• Problem to work on: Scan the material below for the word "VFINAL", then copy every line in which it appears.

• Raw data:
+ + + + +

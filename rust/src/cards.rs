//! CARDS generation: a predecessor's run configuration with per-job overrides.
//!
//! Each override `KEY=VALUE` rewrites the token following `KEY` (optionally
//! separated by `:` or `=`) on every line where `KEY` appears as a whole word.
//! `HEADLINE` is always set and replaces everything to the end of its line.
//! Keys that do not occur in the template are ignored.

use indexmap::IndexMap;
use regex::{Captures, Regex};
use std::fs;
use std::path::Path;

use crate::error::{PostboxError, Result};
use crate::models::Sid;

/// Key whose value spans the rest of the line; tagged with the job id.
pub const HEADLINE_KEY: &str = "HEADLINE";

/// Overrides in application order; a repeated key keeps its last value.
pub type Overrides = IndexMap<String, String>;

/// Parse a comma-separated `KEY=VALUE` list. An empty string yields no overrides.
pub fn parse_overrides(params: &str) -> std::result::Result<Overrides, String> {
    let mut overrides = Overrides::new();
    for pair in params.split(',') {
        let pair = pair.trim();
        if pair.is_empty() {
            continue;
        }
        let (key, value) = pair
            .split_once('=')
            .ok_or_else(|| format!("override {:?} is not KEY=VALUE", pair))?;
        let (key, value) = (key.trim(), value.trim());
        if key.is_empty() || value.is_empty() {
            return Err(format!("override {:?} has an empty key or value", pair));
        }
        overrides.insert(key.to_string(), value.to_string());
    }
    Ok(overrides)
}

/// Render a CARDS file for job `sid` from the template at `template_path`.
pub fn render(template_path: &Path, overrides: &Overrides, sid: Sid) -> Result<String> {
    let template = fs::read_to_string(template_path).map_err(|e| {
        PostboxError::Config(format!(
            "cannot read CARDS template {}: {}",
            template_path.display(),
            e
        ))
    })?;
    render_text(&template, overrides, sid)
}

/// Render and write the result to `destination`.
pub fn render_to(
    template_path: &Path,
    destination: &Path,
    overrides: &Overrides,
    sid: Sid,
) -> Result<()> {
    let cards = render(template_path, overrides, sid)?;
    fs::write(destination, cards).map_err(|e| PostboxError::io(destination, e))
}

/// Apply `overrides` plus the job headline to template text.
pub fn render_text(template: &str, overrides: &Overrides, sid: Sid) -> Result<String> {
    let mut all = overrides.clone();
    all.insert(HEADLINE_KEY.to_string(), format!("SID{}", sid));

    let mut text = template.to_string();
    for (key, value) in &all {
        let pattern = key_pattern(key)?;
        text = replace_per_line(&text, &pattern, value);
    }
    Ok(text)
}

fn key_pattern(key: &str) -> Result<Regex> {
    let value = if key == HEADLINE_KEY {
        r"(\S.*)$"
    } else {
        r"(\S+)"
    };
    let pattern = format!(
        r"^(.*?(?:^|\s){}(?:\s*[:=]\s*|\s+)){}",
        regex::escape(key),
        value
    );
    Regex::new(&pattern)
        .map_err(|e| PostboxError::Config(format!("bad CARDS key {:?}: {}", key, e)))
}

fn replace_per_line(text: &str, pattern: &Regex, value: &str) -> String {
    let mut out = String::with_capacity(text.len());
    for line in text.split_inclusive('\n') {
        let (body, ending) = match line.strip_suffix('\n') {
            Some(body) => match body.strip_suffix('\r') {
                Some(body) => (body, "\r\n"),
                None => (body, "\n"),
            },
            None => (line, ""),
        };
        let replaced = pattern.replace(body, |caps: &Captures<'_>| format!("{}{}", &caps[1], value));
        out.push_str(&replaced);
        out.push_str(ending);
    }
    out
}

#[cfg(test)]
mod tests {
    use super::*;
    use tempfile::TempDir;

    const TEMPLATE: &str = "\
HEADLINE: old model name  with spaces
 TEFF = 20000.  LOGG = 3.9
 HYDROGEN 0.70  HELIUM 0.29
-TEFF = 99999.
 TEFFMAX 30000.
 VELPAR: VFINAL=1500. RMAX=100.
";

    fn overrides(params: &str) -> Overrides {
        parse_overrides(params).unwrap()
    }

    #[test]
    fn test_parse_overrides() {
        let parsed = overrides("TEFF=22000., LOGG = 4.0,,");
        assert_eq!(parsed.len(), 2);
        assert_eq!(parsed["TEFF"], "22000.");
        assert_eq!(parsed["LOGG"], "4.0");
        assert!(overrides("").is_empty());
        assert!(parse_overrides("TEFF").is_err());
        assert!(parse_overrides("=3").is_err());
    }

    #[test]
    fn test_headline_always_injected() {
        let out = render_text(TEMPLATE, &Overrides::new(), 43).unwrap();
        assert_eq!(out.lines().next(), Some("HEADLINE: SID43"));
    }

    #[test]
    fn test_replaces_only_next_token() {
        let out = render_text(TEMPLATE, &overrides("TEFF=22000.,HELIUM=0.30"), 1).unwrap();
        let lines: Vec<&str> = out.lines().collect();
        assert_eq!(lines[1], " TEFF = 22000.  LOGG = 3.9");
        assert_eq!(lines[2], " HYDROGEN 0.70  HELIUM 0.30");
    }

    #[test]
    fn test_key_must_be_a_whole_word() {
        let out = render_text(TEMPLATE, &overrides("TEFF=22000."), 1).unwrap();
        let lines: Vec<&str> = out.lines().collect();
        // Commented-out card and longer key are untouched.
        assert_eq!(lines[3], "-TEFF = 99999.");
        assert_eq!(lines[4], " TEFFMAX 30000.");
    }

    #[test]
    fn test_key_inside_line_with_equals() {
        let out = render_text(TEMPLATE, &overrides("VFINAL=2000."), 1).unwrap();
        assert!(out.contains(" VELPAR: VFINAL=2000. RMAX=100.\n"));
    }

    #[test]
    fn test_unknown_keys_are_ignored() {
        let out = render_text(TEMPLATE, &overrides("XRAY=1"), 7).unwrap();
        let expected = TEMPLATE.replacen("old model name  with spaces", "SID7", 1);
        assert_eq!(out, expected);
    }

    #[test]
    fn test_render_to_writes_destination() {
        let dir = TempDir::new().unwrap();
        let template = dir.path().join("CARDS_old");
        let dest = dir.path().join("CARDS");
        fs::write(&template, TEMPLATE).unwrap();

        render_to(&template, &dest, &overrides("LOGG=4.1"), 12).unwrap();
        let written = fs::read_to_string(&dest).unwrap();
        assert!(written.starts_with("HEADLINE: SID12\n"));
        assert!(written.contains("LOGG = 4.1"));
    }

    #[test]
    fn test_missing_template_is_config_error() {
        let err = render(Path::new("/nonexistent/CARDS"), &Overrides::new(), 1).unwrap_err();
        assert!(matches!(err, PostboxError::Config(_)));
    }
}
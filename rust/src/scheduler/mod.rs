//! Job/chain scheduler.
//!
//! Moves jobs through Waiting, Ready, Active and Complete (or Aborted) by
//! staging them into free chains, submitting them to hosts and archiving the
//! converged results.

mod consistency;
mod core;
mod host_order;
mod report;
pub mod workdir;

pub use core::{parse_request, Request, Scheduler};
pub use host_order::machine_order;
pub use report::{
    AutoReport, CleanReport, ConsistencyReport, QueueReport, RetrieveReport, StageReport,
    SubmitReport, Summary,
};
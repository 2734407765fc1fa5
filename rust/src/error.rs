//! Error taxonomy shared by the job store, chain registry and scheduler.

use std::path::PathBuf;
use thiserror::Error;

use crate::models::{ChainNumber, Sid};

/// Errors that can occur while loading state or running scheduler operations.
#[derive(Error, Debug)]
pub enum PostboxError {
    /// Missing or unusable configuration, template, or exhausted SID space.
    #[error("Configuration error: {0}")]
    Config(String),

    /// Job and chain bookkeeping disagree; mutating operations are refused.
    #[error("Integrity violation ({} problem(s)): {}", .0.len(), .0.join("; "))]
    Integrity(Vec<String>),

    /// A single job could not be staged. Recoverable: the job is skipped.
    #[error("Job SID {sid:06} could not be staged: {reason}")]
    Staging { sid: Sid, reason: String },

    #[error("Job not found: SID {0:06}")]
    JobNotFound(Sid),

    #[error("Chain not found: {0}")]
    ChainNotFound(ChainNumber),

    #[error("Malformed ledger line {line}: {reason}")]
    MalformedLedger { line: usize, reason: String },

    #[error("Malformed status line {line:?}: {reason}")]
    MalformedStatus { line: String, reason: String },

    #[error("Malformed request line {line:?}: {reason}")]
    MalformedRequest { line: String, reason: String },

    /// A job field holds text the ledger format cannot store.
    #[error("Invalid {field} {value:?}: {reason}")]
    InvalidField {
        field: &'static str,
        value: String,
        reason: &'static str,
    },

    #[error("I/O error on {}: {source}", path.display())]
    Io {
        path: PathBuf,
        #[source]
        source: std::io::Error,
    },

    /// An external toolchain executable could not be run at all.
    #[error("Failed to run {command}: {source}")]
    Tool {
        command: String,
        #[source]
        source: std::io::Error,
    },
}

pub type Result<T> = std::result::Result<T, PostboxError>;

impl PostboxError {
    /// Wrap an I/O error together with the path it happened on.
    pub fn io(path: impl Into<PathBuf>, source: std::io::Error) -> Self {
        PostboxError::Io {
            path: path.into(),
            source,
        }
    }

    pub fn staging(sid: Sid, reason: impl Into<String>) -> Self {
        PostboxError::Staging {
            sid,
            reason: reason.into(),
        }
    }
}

+ + + + +

• The answer:
 VELPAR: VFINAL=1500. RMAX=100.
        let out = render_text(TEMPLATE, &overrides("VFINAL=2000."), 1).unwrap();
        assert!(out.contains(" VELPAR: VFINAL=2000. RMAX=100.\n"));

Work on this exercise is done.